_Prompt_
Copy out, unchanged, every line from the start of the records to the line that contains "pub const DEFAULT_SEARCHFOX_BASE_URL: &str", and stop there.

_Source information_
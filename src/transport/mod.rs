//! Transport layer for the Searchfox MCP server
//!
//! The same `SearchfoxTools` service can be served over stdio (launched as a
//! subprocess by an MCP client) or over HTTP with Server-Sent Events.

/// SSE (Server-Sent Events) transport for HTTP-based MCP communication
pub mod sse_server;

/// Standard I/O transport for subprocess-based MCP communication
pub mod stdio;
//! Runtime configuration for the upstream endpoints
//!
//! Values come from command-line flags first, then environment variables, then
//! the built-in defaults.

use std::time::Duration;

use anyhow::{Context, Result};

pub const DEFAULT_SEARCHFOX_BASE_URL: &str = "https://searchfox.org";
pub const DEFAULT_RAW_CONTENT_BASE_URL: &str = "https://raw.githubusercontent.com";

pub const ENV_SEARCHFOX_BASE_URL: &str = "SEARCHFOX_MCP_BASE_URL";
pub const ENV_RAW_CONTENT_BASE_URL: &str = "SEARCHFOX_MCP_RAW_CONTENT_URL";
pub const ENV_REQUEST_TIMEOUT: &str = "SEARCHFOX_MCP_REQUEST_TIMEOUT";

#[derive(Debug, Clone, PartialEq, Eq)]
pub struct ServerConfig {
    /// Searchfox instance serving `/{repo}/search` and `/{repo}/source/...`
    pub searchfox_base_url: String,
    /// Host serving `/{owner}/{repo}/{branch}/{path}` raw file content
    pub raw_content_base_url: String,
    /// None leaves the HTTP client's own behaviour in place
    pub request_timeout: Option<Duration>,
}

impl Default for ServerConfig {
    fn default() -> Self {
        Self {
            searchfox_base_url: DEFAULT_SEARCHFOX_BASE_URL.to_string(),
            raw_content_base_url: DEFAULT_RAW_CONTENT_BASE_URL.to_string(),
            request_timeout: None,
        }
    }
}

impl ServerConfig {
    pub fn new<T1: Into<String>, T2: Into<String>>(
        searchfox_base_url: T1,
        raw_content_base_url: T2,
    ) -> Self {
        Self {
            searchfox_base_url: trim_base_url(searchfox_base_url.into()),
            raw_content_base_url: trim_base_url(raw_content_base_url.into()),
            request_timeout: None,
        }
    }

    pub fn with_request_timeout(mut self, timeout: Option<Duration>) -> Self {
        self.request_timeout = timeout;
        self
    }

    /// Builds the configuration from explicit overrides, falling back to the
    /// environment and then to the defaults.
    pub fn resolve(
        searchfox_base_url: Option<String>,
        raw_content_base_url: Option<String>,
        request_timeout_secs: Option<u64>,
    ) -> Result<Self> {
        let searchfox_base_url = searchfox_base_url
            .or_else(|| std::env::var(ENV_SEARCHFOX_BASE_URL).ok())
            .unwrap_or_else(|| DEFAULT_SEARCHFOX_BASE_URL.to_string());

        let raw_content_base_url = raw_content_base_url
            .or_else(|| std::env::var(ENV_RAW_CONTENT_BASE_URL).ok())
            .unwrap_or_else(|| DEFAULT_RAW_CONTENT_BASE_URL.to_string());

        let request_timeout_secs = match request_timeout_secs {
            Some(secs) => Some(secs),
            None => match std::env::var(ENV_REQUEST_TIMEOUT) {
                Ok(value) => Some(value.trim().parse::<u64>().with_context(|| {
                    format!("{} must be a number of seconds, got '{}'", ENV_REQUEST_TIMEOUT, value)
                })?),
                Err(_) => None,
            },
        };

        let config = Self::new(searchfox_base_url, raw_content_base_url)
            .with_request_timeout(request_timeout_secs.map(Duration::from_secs));

        tracing::debug!("Resolved configuration: {:?}", config);
        Ok(config)
    }

    /// Builds the HTTP client shared by the Searchfox and raw-content clients
    pub fn http_client(&self) -> Result<reqwest::Client> {
        let mut builder = reqwest::Client::builder().user_agent(concat!(
            env!("CARGO_PKG_NAME"),
            "/",
            env!("CARGO_PKG_VERSION")
        ));

        if let Some(timeout) = self.request_timeout {
            builder = builder.timeout(timeout);
        }

        builder.build().context("Failed to build HTTP client")
    }
}

fn trim_base_url(url: String) -> String {
    url.trim_end_matches('/').to_string()
}
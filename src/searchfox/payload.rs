//! Searchfox search payload and its normalization
//!
//! A Searchfox JSON response mixes two kinds of top-level keys. Keys wrapped in
//! `*` (`*title*`, `*timedout*`, `*limits*`) describe the search itself. Every
//! other key is a section of hits, and a section comes in one of two shapes:
//!
//! ```json
//! { "Textual Occurrences": [ { "path": "...", "lines": [ ... ] } ] }
//! { "normal": { "Definitions (nsIFoo)": [ { "path": "...", "lines": [ ... ] } ] } }
//! ```
//!
//! The shape is checked per key at runtime, so new section kinds introduced
//! upstream land in one of the two branches without code changes.

use serde::Deserialize;
use serde_json::{Map, Value};

use crate::types::{NormalizedResult, NormalizedSearch, ResultLimit, SearchDiagnostics};

/// Raw Searchfox response, keys in upstream order
pub type SearchfoxResponse = Map<String, Value>;

const METADATA_MARKER: char = '*';
const TIMED_OUT_KEY: &str = "*timedout*";
const TITLE_KEY: &str = "*title*";
const LIMITS_KEY: &str = "*limits*";

pub fn is_metadata_key(key: &str) -> bool {
    key.starts_with(METADATA_MARKER)
}

/// Shape of a non-metadata section value
#[derive(Debug, Clone, Copy)]
pub enum Section<'a> {
    /// Files listed directly under the section key
    Files(&'a [Value]),
    /// Category label to files
    Categories(&'a Map<String, Value>),
}

impl<'a> Section<'a> {
    /// Returns None for values that are neither a list nor a mapping
    pub fn classify(value: &'a Value) -> Option<Self> {
        match value {
            Value::Array(files) => Some(Self::Files(files)),
            Value::Object(categories) => Some(Self::Categories(categories)),
            _ => None,
        }
    }
}

/// A single matching line inside a file hit
#[derive(Debug, Clone, PartialEq, Deserialize)]
pub struct LineHit {
    pub lno: u64,
    /// Null or missing text yields an empty snippet
    #[serde(default)]
    pub line: Option<String>,
    pub bounds: Option<Vec<u64>>,
    pub context: Option<String>,
    pub contextsym: Option<String>,
    #[serde(rename = "peekRange")]
    pub peek_range: Option<String>,
    pub upsearch: Option<String>,
}

/// Borrowed view of one file entry: its path and raw line list
#[derive(Debug, Clone, Copy)]
pub struct FileHit<'a> {
    pub path: &'a str,
    pub lines: &'a [Value],
}

impl<'a> FileHit<'a> {
    /// Files without a `lines` array contribute nothing and yield None
    pub fn from_value(value: &'a Value) -> Option<Self> {
        let lines = value.get("lines")?.as_array()?;
        let path = value.get("path").and_then(Value::as_str).unwrap_or_default();
        Some(Self { path, lines })
    }
}

/// How the `context` of a result is decided for the section being walked
#[derive(Debug, Clone, Copy)]
enum ContextLabel<'a> {
    Section(&'a str),
    Category { section: &'a str, category: &'a str },
}

impl ContextLabel<'_> {
    fn resolve(&self, line: &LineHit) -> String {
        match self {
            Self::Section(section) => section.to_string(),
            Self::Category { section, category } => match line.context.as_deref() {
                Some(context) if !context.is_empty() => context.to_string(),
                _ => format!("{}: {}", section, category),
            },
        }
    }
}

impl SearchDiagnostics {
    /// Reads the metadata keys; wrong-typed values count as absent
    pub fn from_payload(payload: &SearchfoxResponse) -> Self {
        Self {
            timed_out: payload.get(TIMED_OUT_KEY).and_then(Value::as_bool),
            title: payload
                .get(TITLE_KEY)
                .and_then(Value::as_str)
                .map(str::to_string),
            limits_applied: payload.get(LIMITS_KEY).and_then(Value::as_array).map(|limits| {
                limits
                    .iter()
                    .filter_map(Value::as_str)
                    .map(str::to_string)
                    .collect()
            }),
        }
    }
}

/// Flattens Searchfox payloads into a bounded list of results.
#[derive(Debug, Clone, Copy, Default)]
pub struct ResponseNormalizer {
    limit: ResultLimit,
}

impl ResponseNormalizer {
    pub fn new(limit: ResultLimit) -> Self {
        Self { limit }
    }

    /// Walks sections in payload order and stops materializing results as
    /// soon as the limit is reached.
    pub fn normalize(&self, payload: &SearchfoxResponse) -> NormalizedSearch {
        let mut collector = ResultCollector::new(self.limit);

        for (section_key, value) in payload {
            if collector.is_full() {
                break;
            }
            if is_metadata_key(section_key) {
                continue;
            }

            match Section::classify(value) {
                Some(Section::Files(files)) => {
                    collector.collect_files(files, ContextLabel::Section(section_key));
                }
                Some(Section::Categories(categories)) => {
                    for (category, files) in categories {
                        if collector.is_full() {
                            break;
                        }
                        let Some(files) = files.as_array() else {
                            tracing::debug!(
                                "Ignoring non-list category '{}' in section '{}'",
                                category,
                                section_key
                            );
                            continue;
                        };
                        collector.collect_files(
                            files,
                            ContextLabel::Category {
                                section: section_key,
                                category,
                            },
                        );
                    }
                }
                None => {
                    tracing::debug!("Ignoring section '{}' with unexpected shape", section_key);
                }
            }
        }

        NormalizedSearch {
            results: collector.results,
            diagnostics: SearchDiagnostics::from_payload(payload),
        }
    }
}

struct ResultCollector {
    limit: ResultLimit,
    results: Vec<NormalizedResult>,
}

impl ResultCollector {
    fn new(limit: ResultLimit) -> Self {
        let capacity = match limit {
            ResultLimit::AtMost(max) => max.min(1024),
            ResultLimit::Unbounded => 0,
        };
        Self {
            limit,
            results: Vec::with_capacity(capacity),
        }
    }

    fn is_full(&self) -> bool {
        self.limit.is_reached(self.results.len())
    }

    fn collect_files(&mut self, files: &[Value], label: ContextLabel<'_>) {
        for file in files {
            if self.is_full() {
                return;
            }
            let Some(file) = FileHit::from_value(file) else {
                continue;
            };

            for line in file.lines {
                if self.is_full() {
                    return;
                }
                match LineHit::deserialize(line) {
                    Ok(line) => self.push(file.path, line, label),
                    Err(e) => {
                        tracing::debug!("Skipping malformed line hit in {}: {}", file.path, e);
                    }
                }
            }
        }
    }

    fn push(&mut self, path: &str, line: LineHit, label: ContextLabel<'_>) {
        let context = label.resolve(&line);
        let column = line
            .bounds
            .as_ref()
            .and_then(|bounds| bounds.first().copied())
            .unwrap_or(0);

        self.results.push(NormalizedResult {
            path: path.to_string(),
            line: line.lno,
            column,
            snippet: line.line.unwrap_or_default(),
            context,
            contextsym: line.contextsym,
            peek_range: line.peek_range,
            upsearch: line.upsearch,
            bounds: line.bounds,
        });
    }
}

_Result for this exercise_
filename src/transport/mod.rs
//! Transport layer for the Searchfox MCP server
//!
//! The same `SearchfoxTools` service can be served over stdio (launched as a
//! subprocess by an MCP client) or over HTTP with Server-Sent Events.

/// SSE (Server-Sent Events) transport for HTTP-based MCP communication
pub mod sse_server;

/// Standard I/O transport for subprocess-based MCP communication
pub mod stdio;
//! Runtime configuration for the upstream endpoints
//!
//! Values come from command-line flags first, then environment variables, then
//! the built-in defaults.

use std::time::Duration;

use anyhow::{Context, Result};

pub const DEFAULT_SEARCHFOX_BASE_URL: &str = "https://searchfox.org";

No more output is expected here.